[WORK TASK]
Answer with the exact lines of the following material from the one containing "can't be deserialized." through the one containing "serde_json::from_str(&content)", both end lines included.
———
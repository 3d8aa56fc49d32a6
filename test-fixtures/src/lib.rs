//! Test fixture loader for mnemo golden scenarios, plus deterministic
//! in-process fakes for the embedding and completion ports.

pub mod fakes;

use serde::de::DeserializeOwned;
use std::path::PathBuf;

pub use fakes::{FailingCompletion, HashEmbedder, ScriptedCompletion};

/// Root directory of the test-fixtures folder.
fn fixtures_root() -> PathBuf {
    // Walk up from whichever crate is running to the workspace root.
    let manifest_dir = std::env::var("CARGO_MANIFEST_DIR").unwrap_or_else(|_| ".".to_string());
    let mut path = PathBuf::from(&manifest_dir);

    while !path.join("test-fixtures").join("golden").exists() {
        if !path.pop() {
            panic!(
                "Could not find test-fixtures directory from CARGO_MANIFEST_DIR={}",
                manifest_dir
            );
        }
    }
    path.join("test-fixtures")
}

/// Load and deserialize a JSON fixture file.
///
/// # Panics
/// Panics if the file doesn't exist or can't be deserialized.
pub fn load_fixture<T: DeserializeOwned>(relative_path: &str) -> T {
    let path = fixtures_root().join(relative_path);
    let content = std::fs::read_to_string(&path)
        .unwrap_or_else(|e| panic!("Failed to read fixture {}: {}", path.display(), e));
    serde_json::from_str(&content)
        .unwrap_or_else(|e| panic!("Failed to parse fixture {}: {}", path.display(), e))
}

/// Load a fixture file as raw JSON Value.
pub fn load_fixture_value(relative_path: &str) -> serde_json::Value {
    load_fixture(relative_path)
}

pub fn fixture_exists(relative_path: &str) -> bool {
    fixtures_root().join(relative_path).exists()
}

/// List all JSON files in a fixture subdirectory, sorted by name.
pub fn list_fixtures(subdir: &str) -> Vec<PathBuf> {
    let dir = fixtures_root().join(subdir);
    if !dir.exists() {
        return Vec::new();
    }
    let mut files: Vec<PathBuf> = std::fs::read_dir(&dir)
        .unwrap_or_else(|e| panic!("Failed to read directory {}: {}", dir.display(), e))
        .filter_map(|entry| {
            let path = entry.ok()?.path();
            if path.extension().is_some_and(|ext| ext == "json") {
                Some(path)
            } else {
                None
            }
        })
        .collect();
    files.sort();
    files
}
———
[OUTPUT]
/// Panics if the file doesn't exist or can't be deserialized.
pub fn load_fixture<T: DeserializeOwned>(relative_path: &str) -> T {
    let path = fixtures_root().join(relative_path);
    let content = std::fs::read_to_string(&path)
        .unwrap_or_else(|e| panic!("Failed to read fixture {}: {}", path.display(), e));
    serde_json::from_str(&content)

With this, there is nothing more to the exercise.